Dataset section start
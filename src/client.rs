// Copyright 2025 Lablup Inc. and Jeongkyu Shin
//
// Licensed under the Apache License, Version 2.0 (the "License");
// you may not use this file except in compliance with the License.
// You may obtain a copy of the License at
//
//     http://www.apache.org/licenses/LICENSE-2.0
//
// Unless required by applicable law or agreed to in writing, software
// distributed under the License is distributed on an "AS IS" BASIS,
// WITHOUT WARRANTIES OR CONDITIONS OF ANY KIND, either express or implied.
// See the License for the specific language governing permissions and
// limitations under the License.

//! The SFTP client: session establishment and remote file operations.

use std::collections::HashMap;
use std::fmt::Debug;
use std::future::Future;
use std::io;
use std::sync::Arc;

use russh::client::{Config, Handle};
use russh::Disconnect;
use russh_sftp::client::SftpSession;
use tokio::io::{AsyncWrite, AsyncWriteExt};

use crate::config::ConnectOptions;
use crate::error::{Error, Result};
use crate::handler::ClientHandler;

/// An open, readable remote file stream tied to one path on one session.
///
/// Owned by the caller once returned. The [`RemoteFileClient`] it came from
/// must outlive it for reads to succeed.
pub type RemoteFileHandle = russh_sftp::client::fs::File;

/// A transient mapping from file name to its open handle, built per
/// [`RemoteFileClient::list_open_files`] call.
pub type RemoteDirectoryListing = HashMap<String, RemoteFileHandle>;

/// An authenticated SFTP session to a remote host.
///
/// Construction via [`connect`] either yields a client whose session is fully
/// authenticated with the SFTP subsystem negotiated, or an error. There is no
/// partially-initialized state: if you hold a `RemoteFileClient`, it was
/// usable at construction time.
///
/// The client is built for single-owner sequential use. For concurrent
/// transfers, open one client per worker.
///
/// [`connect`]: RemoteFileClient::connect
pub struct RemoteFileClient {
    connection_handle: Arc<Handle<ClientHandler>>,
    sftp: SftpSession,
    host: String,
    port: u16,
    username: String,
    protocol: String,
}

impl RemoteFileClient {
    /// Open an authenticated SFTP session to a remote host.
    ///
    /// Key material is read and parsed before anything touches the network,
    /// so a missing or malformed key file fails with [`Error::Io`] /
    /// [`Error::KeyInvalid`] without a dial attempt. The dial, authentication
    /// and subsystem negotiation together are bounded by
    /// `options.connect_timeout`.
    pub async fn connect(options: ConnectOptions) -> Result<Self> {
        let resolved = options.auth.resolve()?;
        let timeout_secs = options.connect_timeout.as_secs();

        tracing::debug!("Connecting to {}:{}", options.host, options.port);

        match tokio::time::timeout(
            options.connect_timeout,
            Self::connect_inner(&options, resolved),
        )
        .await
        {
            Ok(result) => result,
            Err(_) => Err(Error::ConnectTimeout(timeout_secs)),
        }
    }

    async fn connect_inner(
        options: &ConnectOptions,
        resolved: crate::auth::ResolvedAuth,
    ) -> Result<Self> {
        let config = Arc::new(Config::default());

        // Connection loop inspired by std::net::TcpStream::connect: try each
        // resolved address until one accepts.
        let addrs = tokio::net::lookup_host((options.host.as_str(), options.port))
            .await
            .map_err(Error::AddressInvalid)?;

        let mut connect_res: Result<Handle<ClientHandler>> =
            Err(Error::AddressInvalid(io::Error::new(
                io::ErrorKind::InvalidInput,
                "could not resolve to any addresses",
            )));
        for addr in addrs {
            let handler = ClientHandler::new(
                options.host.clone(),
                options.port,
                options.server_check.clone(),
            );
            match russh::client::connect(config.clone(), addr, handler).await {
                Ok(handle) => {
                    connect_res = Ok(handle);
                    break;
                }
                Err(e) => connect_res = Err(e.into()),
            }
        }
        let mut handle = connect_res?;

        resolved.authenticate(&mut handle, &options.username).await?;

        tracing::debug!("Authenticated; negotiating SFTP subsystem");

        let channel = handle.channel_open_session().await?;
        channel.request_subsystem(true, "sftp").await?;
        let sftp = SftpSession::new(channel.into_stream())
            .await
            .map_err(Error::Sftp)?;

        tracing::debug!(
            "SFTP session established for {}@{}:{}",
            options.username,
            options.host,
            options.port
        );

        Ok(Self {
            connection_handle: Arc::new(handle),
            sftp,
            host: options.host.clone(),
            port: options.port,
            username: options.username.clone(),
            protocol: options.protocol.clone(),
        })
    }

    /// Open the remote file `directory/file_name` for reading.
    ///
    /// The returned handle is positioned at offset 0. A missing path yields
    /// [`Error::NotFound`], a refused one [`Error::PermissionDenied`].
    pub async fn open_file(&self, directory: &str, file_name: &str) -> Result<RemoteFileHandle> {
        self.ensure_connected()?;
        let path = join_remote(directory, file_name);
        tracing::debug!("Opening remote file {}", path);
        self.sftp
            .open(&path)
            .await
            .map_err(|e| Error::from_sftp(e, &path))
    }

    /// Remove the remote file `directory/file_name`.
    pub async fn delete_file(&self, directory: &str, file_name: &str) -> Result<()> {
        self.ensure_connected()?;
        let path = join_remote(directory, file_name);
        tracing::debug!("Removing remote file {}", path);
        self.sftp
            .remove_file(&path)
            .await
            .map_err(|e| Error::from_sftp(e, &path))
    }

    /// List `directory` and open every entry for reading.
    ///
    /// All-or-nothing: if any entry fails to open, every handle opened so far
    /// is closed and the error is returned; no partial listing escapes.
    ///
    /// Subdirectory entries are not filtered out; attempting to open one
    /// surfaces the server's error and therefore aborts the listing.
    pub async fn list_open_files(&self, directory: &str) -> Result<RemoteDirectoryListing> {
        self.ensure_connected()?;
        tracing::debug!("Listing remote directory {}", directory);

        let entries = self
            .sftp
            .read_dir(directory)
            .await
            .map_err(|e| Error::from_sftp(e, directory))?;

        let names: Vec<String> = entries
            .map(|entry| entry.file_name())
            .filter(|name| name.as_str() != "." && name.as_str() != "..")
            .collect();

        let files = match open_all(names, |name| async move {
            self.open_file(directory, &name).await
        })
        .await
        {
            Ok(files) => files,
            Err(e) => {
                tracing::debug!("Aborting listing of {}: {}", directory, e);
                return Err(e);
            }
        };

        tracing::debug!("Opened {} files under {}", files.len(), directory);
        Ok(files)
    }

    /// Close the underlying SSH session.
    pub async fn disconnect(&self) -> Result<()> {
        self.connection_handle
            .disconnect(Disconnect::ByApplication, "", "")
            .await
            .map_err(Error::Ssh)
    }

    /// Whether the underlying transport has been closed.
    pub fn is_closed(&self) -> bool {
        self.connection_handle.is_closed()
    }

    pub fn host(&self) -> &str {
        &self.host
    }

    pub fn port(&self) -> u16 {
        self.port
    }

    pub fn username(&self) -> &str {
        &self.username
    }

    /// The stored transfer protocol label (informational only).
    pub fn protocol(&self) -> &str {
        &self.protocol
    }

    fn ensure_connected(&self) -> Result<()> {
        if self.connection_handle.is_closed() {
            return Err(Error::NotConnected);
        }
        Ok(())
    }
}

impl Debug for RemoteFileClient {
    fn fmt(&self, f: &mut std::fmt::Formatter<'_>) -> std::fmt::Result {
        f.debug_struct("RemoteFileClient")
            .field("host", &self.host)
            .field("port", &self.port)
            .field("username", &self.username)
            .field("protocol", &self.protocol)
            .field("connection_handle", &"Handle<ClientHandler>")
            .finish()
    }
}

/// Join a remote directory and file name with forward-slash semantics.
///
/// Remote paths are always slash-separated regardless of the local platform.
fn join_remote(directory: &str, file_name: &str) -> String {
    if directory.is_empty() {
        return file_name.to_string();
    }
    format!("{}/{}", directory.trim_end_matches('/'), file_name)
}

/// Open every name through `open`, accumulating a name → handle mapping.
///
/// All-or-nothing: the first failed open closes every handle opened so far
/// and returns the error, so no partial mapping escapes and nothing after
/// the failing entry is opened.
async fn open_all<H, F, Fut>(names: Vec<String>, mut open: F) -> Result<HashMap<String, H>>
where
    H: AsyncWrite + Unpin,
    F: FnMut(String) -> Fut,
    Fut: Future<Output = Result<H>>,
{
    let mut files = HashMap::new();
    for name in names {
        match open(name.clone()).await {
            Ok(handle) => {
                files.insert(name, handle);
            }
            Err(e) => {
                close_all(files).await;
                return Err(e);
            }
        }
    }
    Ok(files)
}

/// Close a batch of handles, ignoring individual close failures.
async fn close_all<H>(files: HashMap<String, H>)
where
    H: AsyncWrite + Unpin,
{
    for (name, mut handle) in files {
        if let Err(e) = handle.shutdown().await {
            tracing::debug!("Failed to close handle for {}: {}", name, e);
        }
    }
}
Dataset section end
→ Work to complete: Using the listing above, work out the number of lines that include "missing". The reply is that number alone.

→ Answer section: 2